What: Orny Adams
When: 7:30 p.m. Thursday, 7:30 and 9:45 p.m. Friday, 7 and 9:30 p.m. Saturday, 7 p.m. Sunday
Where: Rick Bronson’s House of Comedy, Level 4 East at the Mall of America
Cost: $15-$19
Ages: 18+
Orny Adams was riled up about the new Vine video app, making six-second video after video, complaining about its editing capabilities while still describing it with the playfulness of a kid on Christmas morn.
That’s what this comic is all about. He is constantly energetic, even while jet-lagged on three hours of sleep. He gets worked up over the material he presents, a sort of frenzied comedic messenger.
“I don’t ever put on a face; I get worked up about stuff, but I enjoy it,” Adams said. “People look at my act and say there’s such anger — there’s no anger, there’s love, there’s such a wink to camera when I’m up there, and I hope people recognize that.”
Adams, who can also be seen as Coach Finstock on MTV’s “Teen Wolf,” got an early boost a dozen years ago when he became acquainted with Jerry Seinfeld while he was working on his documentary “Comedian.”
Adams got a lot of screen time in that film, but he was just starting out at the time and occasionally came across like an overconfident ass. Given his beginner status at the time, the perception was that he conflated his own sense of worth without the track record to back it up.
“I certainly do not feel the need to pound my chest and have the bravado I once had,” Adams said. “I just do great work, and if you like it, fine, if you don’t, okay.”
He’s anal retentive, saying that as a child he alphabetized his Halloween candy. Now, that continues in his writing method.
“I’m very organized, very systematic,” Adams said. “Other people are more jazzy — Dave Chappelle, Robin Williams —they’ll just riff on stage and see where it goes. I like to overwrite and boil it down.”

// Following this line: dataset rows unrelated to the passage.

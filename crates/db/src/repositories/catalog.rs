//! Merch catalog lookups.

use sea_orm::{ConnectionTrait, EntityTrait, QueryOrder};

use merchcoin_core::ledger::LedgerError;

use crate::entities::catalog_items;
use crate::error::classify_db_error;

/// Read access to the fixed merch catalog.
pub struct Catalog;

impl Catalog {
    /// Returns the price of `item`, or `None` if it is not in the catalog.
    ///
    /// # Errors
    ///
    /// Returns a classified storage error if the query fails.
    pub async fn price_of<C>(db: &C, item: &str) -> Result<Option<i64>, LedgerError>
    where
        C: ConnectionTrait,
    {
        let row = catalog_items::Entity::find_by_id(item.to_string())
            .one(db)
            .await
            .map_err(classify_db_error)?;
        Ok(row.map(|r| r.price))
    }

    /// Lists the whole catalog, sorted by name.
    ///
    /// # Errors
    ///
    /// Returns a classified storage error if the query fails.
    pub async fn items<C>(db: &C) -> Result<Vec<catalog_items::Model>, LedgerError>
    where
        C: ConnectionTrait,
    {
        catalog_items::Entity::find()
            .order_by_asc(catalog_items::Column::Name)
            .all(db)
            .await
            .map_err(classify_db_error)
    }
}
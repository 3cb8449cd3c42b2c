//! Ledger domain types for transfers and redemptions.

use chrono::{DateTime, Utc};
use serde::{Deserialize, Serialize};

/// A request to move coins between two employees.
///
/// `sender` is always the authenticated principal; it is never read from the
/// request body.
#[derive(Debug, Clone, PartialEq, Eq)]
pub struct TransferRequest {
    /// Authenticated sender username.
    pub sender: String,
    /// Receiver username as supplied by the caller.
    pub receiver: String,
    /// Coins to move.
    pub amount: i64,
}

impl TransferRequest {
    /// Creates a transfer request.
    #[must_use]
    pub fn new(sender: impl Into<String>, receiver: impl Into<String>, amount: i64) -> Self {
        Self {
            sender: sender.into(),
            receiver: receiver.into(),
            amount,
        }
    }
}

/// A request to redeem coins for a catalog item.
#[derive(Debug, Clone, PartialEq, Eq)]
pub struct RedemptionRequest {
    /// Authenticated buyer username.
    pub buyer: String,
    /// Catalog item name.
    pub item: String,
}

impl RedemptionRequest {
    /// Creates a redemption request.
    #[must_use]
    pub fn new(buyer: impl Into<String>, item: impl Into<String>) -> Self {
        Self {
            buyer: buyer.into(),
            item: item.into(),
        }
    }
}

/// An account balance as read under lock.
#[derive(Debug, Clone, PartialEq, Eq, Serialize, Deserialize)]
pub struct AccountSnapshot {
    /// Employee username.
    pub username: String,
    /// Balance in coins.
    pub balance: i64,
}

/// The outcome of planning a transfer against locked snapshots.
#[derive(Debug, Clone, PartialEq, Eq)]
pub struct TransferPlan {
    /// Sender username.
    pub sender: String,
    /// Receiver username.
    pub receiver: String,
    /// Coins moved.
    pub amount: i64,
    /// Sender balance once the transfer commits.
    pub sender_balance_after: i64,
    /// Receiver balance once the transfer commits.
    pub receiver_balance_after: i64,
}

/// The outcome of planning a redemption against a locked snapshot.
#[derive(Debug, Clone, PartialEq, Eq)]
pub struct RedemptionPlan {
    /// Buyer username.
    pub buyer: String,
    /// Catalog item name.
    pub item: String,
    /// Price paid.
    pub price: i64,
    /// Buyer balance once the redemption commits.
    pub balance_after: i64,
}

/// A committed transfer as recorded in the transaction log.
#[derive(Debug, Clone, PartialEq, Eq, Serialize, Deserialize)]
pub struct TransferRecord {
    /// Sender username.
    pub from: String,
    /// Receiver username.
    pub to: String,
    /// Coins moved.
    pub amount: i64,
    /// Commit timestamp.
    pub created_at: DateTime<Utc>,
}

Besides his own standup, Adams busies himself with screenplays, scripts and occasionally writing jokes for others.
“Selfishly, I probably save most of the good stuff for myself and my standup,” Adams said. “I’d be hesitant to hire a working comedian to write jokes for me.”
As to what Adams is looking to illustrate: it’s all over the place, a reflection of his all-encompassing neuroses.
“I’m really caught up in the seven billion people on this planet and how we’re giving tax breaks to people with children,” Adams said. “I should be able to cut the UPC off my condom box and attach it to my 1040 for a refund.”
For all of his varying side projects, standup is his lady and will remain so for the time being.
“Everything else is just limbs out of a tree,” Adams said. “I don’t have the control and the freedom that I have on stage anywhere else. At the end of the day, there is nothing more gratifying than to tell a joke and seeing it land.”